In what was the first time the Brit and Czech had ever played an event as a doubles pairing. The pair managed to defeat the fourth and fifth seeds on route to the final.
The pair failed to drop a single set in the four games on the miraclous run that followed on from a poor recent run from Glasspool, which saw him go out of the first round in his two previous tournaments before this one, in Stockholm and Vienna.
The man born in the West Midlands is having one of the best seasons of his 12 year old professional career too date. He has won multiple titles in a calendar year for the first time and this final in Paris has led to him playing the biggest match of his life, having not got past the Quarterfinal of a masters event in the 16 tournaments he played before this week.
The match started in the best possible way for the pair, but were pegged back as they fell too a second set defeat and an agonising defeat on the deciding first too 10 point tiebreak.
Both pairs both once in the match but the Brit and his partner struggled on serve, winning just 67% of points to their opponents 74% that included losing half of their points on their second serve.
The pair did take the 27 minute first set dropping just six points on serve, two holds to love allowed the pathway to get the decisive break late on in the set after surviving a seven minute dogfight the game before to hold.
In Glasspool's 11th final on hard, the 30 year old had won just three of the previous 10 he had played, the last two hard court finals he played were both victories though, the first in Brisbane in January and the most recent win coming a month ago in Japan in the 500 event with fellow Brit Julian Cash.
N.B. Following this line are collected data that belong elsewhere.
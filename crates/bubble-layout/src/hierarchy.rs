#![forbid(unsafe_code)]

//! Hierarchy normalization.
//!
//! Turns a [`Dataset`] into an index-based tree under a single synthetic
//! root and computes aggregate weights.
//!
//! # Invariants
//!
//! 1. Index 0 is the synthetic root (empty id, depth 0, no parent).
//! 2. Nodes are stored breadth-first, so the children of any node occupy a
//!    contiguous index range and always follow their parent.
//! 3. A leaf's weight is its `value`; a container's weight is the sum of its
//!    children's weights (conservation). An empty container weighs 0.
//! 4. Ids are unique across the whole tree.
//!
//! # Failure Modes
//!
//! Building fails fast with [`InvalidDataError`] on the first offending
//! item; nothing partial is returned.

use std::collections::HashSet;
use std::fmt;
use std::ops::Range;
use std::sync::Arc;

use crate::data::{DataItem, Dataset};

// ---------------------------------------------------------------------------
// Errors
// ---------------------------------------------------------------------------

/// Reasons a dataset cannot be turned into a hierarchy.
#[derive(Debug, Clone, PartialEq)]
pub enum InvalidDataError {
    /// Two items anywhere in the tree share an id.
    DuplicateId {
        /// The repeated id.
        id: String,
    },
    /// A leaf has no `value`.
    MissingValue {
        /// Id of the offending leaf.
        id: String,
    },
    /// A leaf value is negative, infinite, or NaN.
    InvalidValue {
        /// Id of the offending leaf.
        id: String,
        /// The rejected value.
        value: f64,
    },
    /// An item has an empty id.
    EmptyId {
        /// Id of the parent item (empty for top-level items).
        parent: String,
    },
}

impl fmt::Display for InvalidDataError {
    fn fmt(&self, f: &mut fmt::Formatter<'_>) -> fmt::Result {
        match self {
            Self::DuplicateId { id } => write!(f, "duplicate item id '{id}'"),
            Self::MissingValue { id } => write!(f, "leaf '{id}' has no value"),
            Self::InvalidValue { id, value } => {
                write!(f, "leaf '{id}' has invalid value {value} (expected finite, >= 0)")
            }
            Self::EmptyId { parent } if parent.is_empty() => {
                f.write_str("top-level item has an empty id")
            }
            Self::EmptyId { parent } => write!(f, "child of '{parent}' has an empty id"),
        }
    }
}

impl std::error::Error for InvalidDataError {}

// ---------------------------------------------------------------------------
// Tree
// ---------------------------------------------------------------------------

/// One node of the normalized tree.
#[derive(Debug, Clone)]
pub struct HierarchyNode {
    /// Source item, with its child list emptied.
    pub item: Arc<DataItem>,
    /// Aggregate weight (sum of descendant leaf values).
    pub weight: f64,
    /// Distance from the synthetic root.
    pub depth: usize,
    /// Parent index; `None` only for the root.
    pub parent: Option<usize>,
    /// Contiguous index range of the children.
    pub children: Range<usize>,
    container: bool,
}

impl HierarchyNode {
    /// Identity key of the node.
    #[must_use]
    pub fn id(&self) -> &str {
        &self.item.id
    }

    /// Whether this node is a container (may still have zero children).
    #[must_use]
    pub fn is_container(&self) -> bool {
        self.container
    }
}

/// Normalized, weighted tree rooted at a synthetic node.
#[derive(Debug, Clone)]
pub struct Hierarchy {
    nodes: Vec<HierarchyNode>,
}

impl Hierarchy {
    /// Normalize `dataset` into a weighted hierarchy.
    pub fn build(dataset: &Dataset) -> Result<Self, InvalidDataError> {
        let mut nodes = vec![HierarchyNode {
            item: Arc::new(DataItem::default()),
            weight: 0.0,
            depth: 0,
            parent: None,
            children: 0..0,
            container: true,
        }];
        // Child items still to be expanded, parallel to `nodes`.
        let mut pending: Vec<&[DataItem]> = vec![dataset.top_level()];
        let mut seen: HashSet<&str> = HashSet::new();

        let mut cursor = 0;
        while cursor < nodes.len() {
            let start = nodes.len();
            let depth = nodes[cursor].depth + 1;
            let items = pending[cursor];
            for child in items {
                if child.id.is_empty() {
                    return Err(InvalidDataError::EmptyId {
                        parent: nodes[cursor].item.id.clone(),
                    });
                }
                if !seen.insert(child.id.as_str()) {
                    return Err(InvalidDataError::DuplicateId {
                        id: child.id.clone(),
                    });
                }
                let weight = match (&child.children, child.value) {
                    (Some(_), _) => 0.0,
                    (None, None) => {
                        return Err(InvalidDataError::MissingValue {
                            id: child.id.clone(),
                        });
                    }
                    (None, Some(v)) if !v.is_finite() || v < 0.0 => {
                        return Err(InvalidDataError::InvalidValue {
                            id: child.id.clone(),
                            value: v,
                        });
                    }
                    (None, Some(v)) => v,
                };
                nodes.push(HierarchyNode {
                    item: Arc::new(child.detached()),
                    weight,
                    depth,
                    parent: Some(cursor),
                    children: 0..0,
                    container: child.is_container(),
                });
                pending.push(child.children.as_deref().unwrap_or(&[]));
            }
            nodes[cursor].children = start..nodes.len();
            cursor += 1;
        }

        // Children always follow their parent, so a reverse sweep sees every
        // child total before the parent sums it.
        for i in (0..nodes.len()).rev() {
            if nodes[i].container {
                let range = nodes[i].children.clone();
                nodes[i].weight = nodes[range].iter().map(|n| n.weight).sum();
            }
        }

        Ok(Self { nodes })
    }

    /// The synthetic root.
    #[must_use]
    pub fn root(&self) -> &HierarchyNode {
        &self.nodes[0]
    }

    /// All nodes in breadth-first order.
    #[must_use]
    pub fn nodes(&self) -> &[HierarchyNode] {
        &self.nodes
    }

    /// Node at `index`.
    #[must_use]
    pub fn get(&self, index: usize) -> Option<&HierarchyNode> {
        self.nodes.get(index)
    }

    /// Children of the node at `index`.
    #[must_use]
    pub fn children(&self, index: usize) -> &[HierarchyNode] {
        match self.nodes.get(index) {
            Some(node) => &self.nodes[node.children.clone()],
            None => &[],
        }
    }

    /// Number of nodes, including the synthetic root.
    #[must_use]
    pub fn len(&self) -> usize {
        self.nodes.len()
    }

    /// Whether only the synthetic root exists.
    #[must_use]
    pub fn is_empty(&self) -> bool {
        self.nodes.len() <= 1
    }

    /// Total weight of the dataset.
    #[must_use]
    pub fn total_weight(&self) -> f64 {
        self.nodes[0].weight
    }
}

// ---------------------------------------------------------------------------
// Tests
// ---------------------------------------------------------------------------

#[cfg(test)]
mod tests {
    use super::*;

    fn forest(items: Vec<DataItem>) -> Dataset {
        Dataset::Forest(items)
    }

    #[test]
    fn forest_members_become_root_children() {
        let h = Hierarchy::build(&forest(vec![
            DataItem::leaf("a", 10.0),
            DataItem::leaf("b", 5.0),
        ]))
        .expect("valid");
        assert_eq!(h.len(), 3);
        assert_eq!(h.root().children, 1..3);
        assert_eq!(h.total_weight(), 15.0);
        let ids: Vec<&str> = h.children(0).iter().map(HierarchyNode::id).collect();
        assert_eq!(ids, ["a", "b"]);
    }

    #[test]
    fn single_tree_is_wrapped() {
        let h = Hierarchy::build(&Dataset::Tree(DataItem::group(
            "top",
            vec![DataItem::leaf("a", 1.0), DataItem::leaf("b", 2.0)],
        )))
        .expect("valid");
        assert_eq!(h.root().children, 1..2);
        let top = &h.nodes()[1];
        assert_eq!(top.id(), "top");
        assert_eq!(top.depth, 1);
        assert_eq!(top.weight, 3.0);
        assert_eq!(h.children(1).len(), 2);
        assert!(h.children(1).iter().all(|n| n.depth == 2 && n.parent == Some(1)));
    }

    #[test]
    fn breadth_first_children_are_contiguous() {
        let h = Hierarchy::build(&forest(vec![
            DataItem::group("g1", vec![DataItem::leaf("a", 1.0), DataItem::leaf("b", 1.0)]),
            DataItem::group("g2", vec![DataItem::leaf("c", 4.0)]),
        ]))
        .expect("valid");
        for (i, node) in h.nodes().iter().enumerate() {
            for child in node.children.clone() {
                assert_eq!(h.nodes()[child].parent, Some(i));
                assert!(child > i);
            }
        }
        assert_eq!(h.nodes()[1].weight, 2.0);
        assert_eq!(h.nodes()[2].weight, 4.0);
        assert_eq!(h.total_weight(), 6.0);
    }

    #[test]
    fn empty_container_weighs_zero() {
        let h = Hierarchy::build(&forest(vec![DataItem::group("g", Vec::new())])).expect("valid");
        assert!(h.nodes()[1].is_container());
        assert_eq!(h.nodes()[1].weight, 0.0);
    }

    #[test]
    fn empty_dataset_is_just_root() {
        let h = Hierarchy::build(&Dataset::default()).expect("valid");
        assert!(h.is_empty());
        assert_eq!(h.total_weight(), 0.0);
    }

    #[test]
    fn missing_value_rejected() {
        let err = Hierarchy::build(&forest(vec![DataItem {
            id: "x".into(),
            ..DataItem::default()
        }]))
        .unwrap_err();
        assert_eq!(err, InvalidDataError::MissingValue { id: "x".into() });
    }

    #[test]
    fn duplicate_across_subtrees_rejected() {
        let err = Hierarchy::build(&forest(vec![
            DataItem::group("g1", vec![DataItem::leaf("dup", 1.0)]),
            DataItem::group("g2", vec![DataItem::leaf("dup", 2.0)]),
        ]))
        .unwrap_err();
        assert_eq!(err, InvalidDataError::DuplicateId { id: "dup".into() });
    }

    #[test]
    fn negative_and_nan_values_rejected() {
        let err = Hierarchy::build(&forest(vec![DataItem::leaf("n", -1.0)])).unwrap_err();
        assert!(matches!(err, InvalidDataError::InvalidValue { .. }));
        let err = Hierarchy::build(&forest(vec![DataItem::leaf("n", f64::NAN)])).unwrap_err();
        assert!(matches!(err, InvalidDataError::InvalidValue { .. }));
    }

    #[test]
    fn empty_id_rejected_with_parent_context() {
        let err = Hierarchy::build(&forest(vec![DataItem::group(
            "g",
            vec![DataItem::leaf("", 1.0)],
        )]))
        .unwrap_err();
        assert_eq!(err, InvalidDataError::EmptyId { parent: "g".into() });
        assert_eq!(err.to_string(), "child of 'g' has an empty id");
    }

    #[test]
    fn container_value_is_ignored() {
        let mut group = DataItem::group("g", vec![DataItem::leaf("a", 2.0)]);
        group.value = Some(100.0);
        let h = Hierarchy::build(&forest(vec![group])).expect("valid");
        assert_eq!(h.nodes()[1].weight, 2.0);
    }

    #[test]
    fn error_messages() {
        assert_eq!(
            InvalidDataError::DuplicateId { id: "a".into() }.to_string(),
            "duplicate item id 'a'"
        );
        assert_eq!(
            InvalidDataError::EmptyId { parent: String::new() }.to_string(),
            "top-level item has an empty id"
        );
    }
}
The Brits fight for a third successive hard court title took a huge blow as the 30 year old pairs quality on serve saw a big drop off.
They managed too drop five less points on first serve that allowed Koolhof and Mektić to attack the pairs second serve on return to take advantage of the pairs serving woes.
The pair struggled from the start, instantly allowing their opponents two chances at a break, but crucially saving both. The newky formed paie struggled to make a dent on return, the eventual break was inevitable with the pair unable to grind their way to a tiebreak late on. That allowed the Dutchman and Croatian to break and serve for the set, an invitation they duelly accepted.
It was the third time in the four finals he has featured in this year that the match went to a deciding match tiebreak, in which all three saw the Brit win the first set.
In those two prior he managed to win both, but on this occasion he was unable too, with the breaker starting as it was meant to go on for the pair. Instantly going 3-0 down, Koolhof and Mektić just like in the set previous, didnt allow their opponents a sniff on return.
The Brit and his Czech partner were only able to win one point on return which led the pathway to the inevitable mini double break at the end of the tiebreak to round out the 10-5 defeat.